The United States Army Security Agency (ASA) was the United States Army's signals intelligence branch. The Latin motto of the Army Security Agency was Semper Vigilis (Vigilant Always), which echoes the declaration, often misattributed to Thomas Jefferson, that "The price of freedom is eternal vigilance." The Agency existed between 1945 and 1976 and was the successor to Army signals intelligence operations dating back to World War I. ASA was under the operational control of the Director of the National Security Agency (DIRNSA), located at Fort Meade, Maryland; but had its own tactical commander at Headquarters, ASA, Arlington Hall Station, Virginia. Besides intelligence gathering, it had responsibility for the security of Army communications and for electronic countermeasures operations. In 1977, the ASA was merged with the US Army's Military Intelligence component to create the United States Army Intelligence and Security Command (INSCOM).
Composed of soldiers trained in military intelligence, the ASA was tasked with monitoring and interpreting military communications of the Soviet Union, the People's Republic of China, and their allies and client states around the world. The ASA was directly subordinate to the National Security Agency and all major field stations had NSA technical representatives present.
All gathered information had time-sensitive value depending on its importance and classification. Information was passed through intelligence channels within hours of intercept for the lowest-priority items, but in as little as 10 minutes for the most highly critical information.

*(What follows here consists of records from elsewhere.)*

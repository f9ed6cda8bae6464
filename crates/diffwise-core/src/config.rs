use std::fmt;
use std::path::Path;

use serde::{Deserialize, Serialize};

use crate::constants::{BRANCH_REF_PREFIX, CONFIG_FILE_NAME, DEFAULT_MODEL};
use crate::error::DiffwiseError;

/// Optional settings loaded from `.diffwise.toml`.
///
/// Supports layered resolution: action inputs / CLI flags > config file >
/// defaults. Secrets never live here; tokens only come from the action
/// inputs.
///
/// # Examples
///
/// ```
/// use diffwise_core::DiffwiseConfig;
///
/// let config = DiffwiseConfig::default();
/// assert_eq!(config.llm.model, "gpt-3.5-turbo");
/// ```
#[derive(Debug, Clone, Default, Serialize, Deserialize)]
pub struct DiffwiseConfig {
    /// Completion endpoint settings.
    #[serde(default)]
    pub llm: LlmConfig,
}

impl DiffwiseConfig {
    /// Load configuration from a TOML file at `path`.
    ///
    /// # Errors
    ///
    /// Returns [`DiffwiseError::Io`] if the file cannot be read, or
    /// [`DiffwiseError::Toml`] if the content is not valid TOML.
    pub fn from_file(path: &Path) -> Result<Self, DiffwiseError> {
        let content = std::fs::read_to_string(path)?;
        Self::from_toml(&content)
    }

    /// Parse configuration from a TOML string.
    ///
    /// # Errors
    ///
    /// Returns [`DiffwiseError::Toml`] if parsing fails.
    ///
    /// # Examples
    ///
    /// ```
    /// use diffwise_core::DiffwiseConfig;
    ///
    /// let toml = r#"
    /// [llm]
    /// model = "gpt-4o-mini"
    /// "#;
    /// let config = DiffwiseConfig::from_toml(toml).unwrap();
    /// assert_eq!(config.llm.model, "gpt-4o-mini");
    /// ```
    pub fn from_toml(content: &str) -> Result<Self, DiffwiseError> {
        let config: Self = toml::from_str(content)?;
        Ok(config)
    }

    /// Resolve the config for a run.
    ///
    /// An explicit path must exist. Without one, `.diffwise.toml` in
    /// `repo_root` is used when present and defaults otherwise.
    pub fn discover(explicit: Option<&Path>, repo_root: &Path) -> Result<Self, DiffwiseError> {
        match explicit {
            Some(path) => Self::from_file(path),
            None => {
                let default_path = repo_root.join(CONFIG_FILE_NAME);
                if default_path.exists() {
                    Self::from_file(&default_path)
                } else {
                    Ok(Self::default())
                }
            }
        }
    }
}

/// Completion endpoint configuration.
///
/// # Examples
///
/// ```
/// use diffwise_core::LlmConfig;
///
/// let config = LlmConfig::default();
/// assert_eq!(config.model, "gpt-3.5-turbo");
/// assert_eq!(config.timeout_secs, 120);
/// ```
#[derive(Clone, Serialize, Deserialize)]
pub struct LlmConfig {
    /// Model identifier.
    #[serde(default = "default_model")]
    pub model: String,
    /// API key, filled from the `openai_token` input.
    #[serde(skip)]
    pub api_key: Option<String>,
    /// Custom base URL for OpenAI-compatible providers.
    pub base_url: Option<String>,
    /// Request timeout in seconds.
    #[serde(default = "default_timeout_secs")]
    pub timeout_secs: u64,
}

fn default_model() -> String {
    DEFAULT_MODEL.into()
}

fn default_timeout_secs() -> u64 {
    120
}

impl Default for LlmConfig {
    fn default() -> Self {
        Self {
            model: default_model(),
            api_key: None,
            base_url: None,
            timeout_secs: default_timeout_secs(),
        }
    }
}

impl fmt::Debug for LlmConfig {
    fn fmt(&self, f: &mut fmt::Formatter<'_>) -> fmt::Result {
        f.debug_struct("LlmConfig")
            .field("model", &self.model)
            .field("api_key", &self.api_key.as_ref().map(|_| "***"))
            .field("base_url", &self.base_url)
            .field("timeout_secs", &self.timeout_secs)
            .finish()
    }
}

/// Raw inputs of an action run, as handed over by the runner.
///
/// Empty strings are treated as absent: the runner sets `INPUT_*` to an
/// empty value for inputs the workflow did not provide.
#[derive(Debug, Clone, Default)]
pub struct ActionInputs {
    /// `github_token` input.
    pub github_token: Option<String>,
    /// `openai_token` input.
    pub openai_token: Option<String>,
    /// `openai_model` input.
    pub openai_model: Option<String>,
    /// `GITHUB_REPOSITORY`, `owner/repo`.
    pub repository: Option<String>,
    /// `GITHUB_REF`, e.g. `refs/heads/feature-x`.
    pub git_ref: Option<String>,
    /// `GITHUB_API_URL`, for GitHub Enterprise.
    pub api_url: Option<String>,
}

/// Everything one run needs to know about its environment.
///
/// Built once at start-up and passed to every stage, so no component reads
/// the process environment on its own.
#[derive(Clone)]
pub struct ActionConfig {
    /// Token for the GitHub API.
    pub github_token: String,
    /// Repository owner.
    pub owner: String,
    /// Repository name.
    pub repo: String,
    /// Branch the run was triggered on.
    pub branch: String,
    /// GitHub API base URL, `None` for github.com.
    pub api_url: Option<String>,
    /// Completion endpoint settings, with the API key filled in.
    pub llm: LlmConfig,
}

impl ActionConfig {
    /// Validate raw inputs and merge them over the file config.
    ///
    /// # Errors
    ///
    /// Returns [`DiffwiseError::Config`] when a required input is missing or
    /// the repository is not `owner/repo`, and [`DiffwiseError::InvalidRef`]
    /// when the ref does not name a branch.
    ///
    /// # Examples
    ///
    /// ```
    /// use diffwise_core::{ActionConfig, ActionInputs, DiffwiseConfig};
    ///
    /// let inputs = ActionInputs {
    ///     github_token: Some("ghp_x".into()),
    ///     openai_token: Some("sk-x".into()),
    ///     repository: Some("octocat/hello-world".into()),
    ///     git_ref: Some("refs/heads/feature-x".into()),
    ///     ..ActionInputs::default()
    /// };
    /// let config = ActionConfig::resolve(inputs, DiffwiseConfig::default()).unwrap();
    /// assert_eq!(config.branch, "feature-x");
    /// assert_eq!(config.llm.model, "gpt-3.5-turbo");
    /// ```
    pub fn resolve(inputs: ActionInputs, file: DiffwiseConfig) -> Result<Self, DiffwiseError> {
        let github_token = required(inputs.github_token, "github_token")?;
        let openai_token = required(inputs.openai_token, "openai_token")?;

        let repository = required(inputs.repository, "GITHUB_REPOSITORY")?;
        let (owner, repo) = split_repository(&repository)?;

        let git_ref = required(inputs.git_ref, "GITHUB_REF")?;
        let branch = parse_branch_ref(&git_ref)?;

        let mut llm = file.llm;
        if let Some(model) = non_empty(inputs.openai_model) {
            llm.model = model;
        }
        llm.api_key = Some(openai_token);

        Ok(Self {
            github_token,
            owner,
            repo,
            branch,
            api_url: non_empty(inputs.api_url),
            llm,
        })
    }

    /// Head filter for the pull request search, `owner:branch`.
    pub fn head_filter(&self) -> String {
        format!("{}:{}", self.owner, self.branch)
    }
}

impl fmt::Debug for ActionConfig {
    fn fmt(&self, f: &mut fmt::Formatter<'_>) -> fmt::Result {
        f.debug_struct("ActionConfig")
            .field("owner", &self.owner)
            .field("repo", &self.repo)
            .field("branch", &self.branch)
            .field("api_url", &self.api_url)
            .field("llm", &self.llm)
            .finish_non_exhaustive()
    }
}

/// Extract the branch name from a `refs/heads/<branch>` ref.
///
/// # Errors
///
/// Returns [`DiffwiseError::InvalidRef`] for tags, pull request merge refs,
/// and anything else that does not name a branch.
///
/// # Examples
///
/// ```
/// use diffwise_core::parse_branch_ref;
///
/// assert_eq!(parse_branch_ref("refs/heads/feature/login").unwrap(), "feature/login");
/// assert!(parse_branch_ref("refs/tags/v1.0.0").is_err());
/// ```
pub fn parse_branch_ref(git_ref: &str) -> Result<String, DiffwiseError> {
    match git_ref.strip_prefix(BRANCH_REF_PREFIX) {
        Some(branch) if !branch.is_empty() => Ok(branch.to_string()),
        _ => Err(DiffwiseError::InvalidRef(git_ref.to_string())),
    }
}

fn split_repository(repository: &str) -> Result<(String, String), DiffwiseError> {
    match repository.split_once('/') {
        Some((owner, repo)) if !owner.is_empty() && !repo.is_empty() && !repo.contains('/') => {
            Ok((owner.to_string(), repo.to_string()))
        }
        _ => Err(DiffwiseError::Config(format!(
            "invalid repository '{repository}', expected owner/repo"
        ))),
    }
}

fn non_empty(value: Option<String>) -> Option<String> {
    value
        .map(|v| v.trim().to_string())
        .filter(|v| !v.is_empty())
}

fn required(value: Option<String>, name: &str) -> Result<String, DiffwiseError> {
    non_empty(value)
        .ok_or_else(|| DiffwiseError::Config(format!("input required and not supplied: {name}")))
}
use diffwise_core::constants::COMMENT_MARKER;
use diffwise_core::{DiffwiseError, IssueComment, PublishOutcome};
use tracing::info;

use crate::github::PullRequestTracker;

/// Body of the review comment: the marker on its own line, then the review.
///
/// # Examples
///
/// ```
/// use diffwise_review::publish::render_comment_body;
///
/// assert_eq!(
///     render_comment_body("Looks fine."),
///     "<!-- GPT-BOT-COMMENT -->\nLooks fine."
/// );
/// ```
pub fn render_comment_body(feedback: &str) -> String {
    format!("{COMMENT_MARKER}\n{feedback}")
}

/// First comment written by a bot account that carries the marker.
pub fn find_bot_comment(comments: &[IssueComment]) -> Option<&IssueComment> {
    comments.iter().find(|c| c.is_bot_review())
}

/// Put `feedback` on the pull request, keeping a single diffwise comment.
///
/// An earlier diffwise comment is overwritten in full; otherwise a new one
/// is created.
///
/// # Errors
///
/// Propagates GitHub API errors.
pub async fn publish_feedback(
    tracker: &dyn PullRequestTracker,
    pr_number: u64,
    feedback: &str,
) -> Result<PublishOutcome, DiffwiseError> {
    let body = render_comment_body(feedback);
    let comments = tracker.list_comments(pr_number).await?;

    match find_bot_comment(&comments) {
        Some(existing) => {
            tracker.update_comment(existing.id, &body).await?;
            info!(pr_number, comment_id = existing.id, "updated review comment");
            Ok(PublishOutcome::Updated {
                comment_id: existing.id,
            })
        }
        None => {
            let comment_id = tracker.create_comment(pr_number, &body).await?;
            info!(pr_number, comment_id, "created review comment");
            Ok(PublishOutcome::Created { comment_id })
        }
    }
}
//! Git CLI wrapper for producing the pull request diff.
//!
//! Shells out to `git` via `tokio::process::Command`.

use std::path::{Path, PathBuf};

use async_trait::async_trait;
use diffwise_core::constants::{BASE_BRANCH, BASE_REMOTE, INTER_HUNK_CONTEXT};
use diffwise_core::DiffwiseError;
use tracing::{debug, warn};

/// Source of the diff a run reviews.
///
/// Returns an empty string when the branch has no changes.
#[async_trait]
pub trait DiffSource: Send + Sync {
    /// Produce the diff of the current checkout against the base branch.
    async fn diff(&self) -> Result<String, DiffwiseError>;
}

/// Diff of `HEAD` against the remote base branch, computed by the `git` CLI.
///
/// # Examples
///
/// ```
/// use diffwise_review::git::GitDiff;
///
/// let git = GitDiff::new(".");
/// assert_eq!(git.repo_root().to_str(), Some("."));
/// ```
#[derive(Debug, Clone)]
pub struct GitDiff {
    repo_root: PathBuf,
}

impl GitDiff {
    /// Create a runner for the checkout at `repo_root`.
    pub fn new(repo_root: impl Into<PathBuf>) -> Self {
        Self {
            repo_root: repo_root.into(),
        }
    }

    /// Checkout the commands run in.
    pub fn repo_root(&self) -> &Path {
        &self.repo_root
    }

    async fn run_git(&self, args: &[String]) -> Result<String, DiffwiseError> {
        debug!(?args, repo = %self.repo_root.display(), "running git");
        let output = tokio::process::Command::new("git")
            .args(args)
            .current_dir(&self.repo_root)
            .output()
            .await
            .map_err(|e| DiffwiseError::Git(format!("failed to run git: {e}")))?;

        let stderr = String::from_utf8_lossy(&output.stderr);
        let stderr = stderr.trim();

        if !output.status.success() {
            return Err(DiffwiseError::Git(format!(
                "git {} failed ({}): {stderr}",
                args.first().map(String::as_str).unwrap_or_default(),
                output.status
            )));
        }

        // Fetch reports progress here, so a successful exit wins.
        if !stderr.is_empty() {
            warn!(command = ?args.first(), "git stderr: {stderr}");
        }

        Ok(String::from_utf8_lossy(&output.stdout).into_owned())
    }
}

#[async_trait]
impl DiffSource for GitDiff {
    async fn diff(&self) -> Result<String, DiffwiseError> {
        self.run_git(&fetch_args()).await?;
        self.run_git(&diff_args()).await
    }
}

/// Arguments of `git fetch origin main`.
pub fn fetch_args() -> Vec<String> {
    vec!["fetch".into(), BASE_REMOTE.into(), BASE_BRANCH.into()]
}

/// Arguments of `git diff --inter-hunk-context=1000 origin/main...HEAD`.
///
/// The three-dot range diffs against the merge base, so commits that landed
/// on the base after the branch was cut do not show up.
pub fn diff_args() -> Vec<String> {
    vec![
        "diff".into(),
        format!("--inter-hunk-context={INTER_HUNK_CONTEXT}"),
        format!("{BASE_REMOTE}/{BASE_BRANCH}...HEAD"),
    ]
}
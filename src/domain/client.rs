use serde::{Deserialize, Serialize};

#[derive(Clone, Debug, Serialize, Deserialize, PartialEq, Eq, Default)]
pub struct Client {
    pub id: i32,
    pub name: String,
    pub company: Option<String>,
    pub email: Option<String>,
    pub phone: Option<String>,
    pub notes: Option<String>,
}

/// Client row returned by searches, with the number of linked projects.
#[derive(Clone, Debug, Serialize, Deserialize, PartialEq, Eq, Default)]
pub struct ClientSummary {
    pub id: i32,
    pub name: String,
    pub company: Option<String>,
    pub email: Option<String>,
    pub phone: Option<String>,
    pub project_count: i64,
}
use crate::dto::project::{ProjectPageData, ProjectView};
use crate::repository::{ClientReader, ProjectReader};
use crate::services::{ServiceError, ServiceResult};

/// Loads a project together with its owning client.
pub fn get_project_page<R>(repo: &R, project_id: i32) -> ServiceResult<ProjectPageData>
where
    R: ClientReader + ProjectReader + ?Sized,
{
    let project = repo
        .get_project_by_id(project_id)
        .map_err(|err| {
            log::error!("Failed to get project {project_id}: {err}");
            ServiceError::from(err)
        })?
        .ok_or(ServiceError::NotFound)?;

    let client = repo.get_client_by_id(project.client_id).map_err(|err| {
        log::error!("Failed to get client {}: {err}", project.client_id);
        ServiceError::from(err)
    })?;

    Ok(ProjectPageData {
        project: ProjectView::from(&project),
        client,
    })
}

ASA personnel were stationed at locations around the globe, wherever the United States had a military presence – publicly acknowledged or otherwise. In some cases, such as Eritrea, it was the primary military presence. One former Field Station, outside of Harrogate, England, in what is now North Yorkshire, was a primary listening post that was subsequently turned over to the British and became an RAF station. It is called RAF Menwith Hill and has been the site of peace protests.

As always, the artworks feturing the insignia are available via my “Military Insignia” galleries from FineArt America and RedBubble. You can just follow the links in the article to get to the corresponding galleries.

To active duty or reserve military personnel, veterans and their family members: I grant an explicit permission to download the above images to be used for non-profit/non-commercial and charitable causes, benefiting troops and their families, as well as for non-commercial internal duty-specific purposes, such as unit website design, training materials and presentations.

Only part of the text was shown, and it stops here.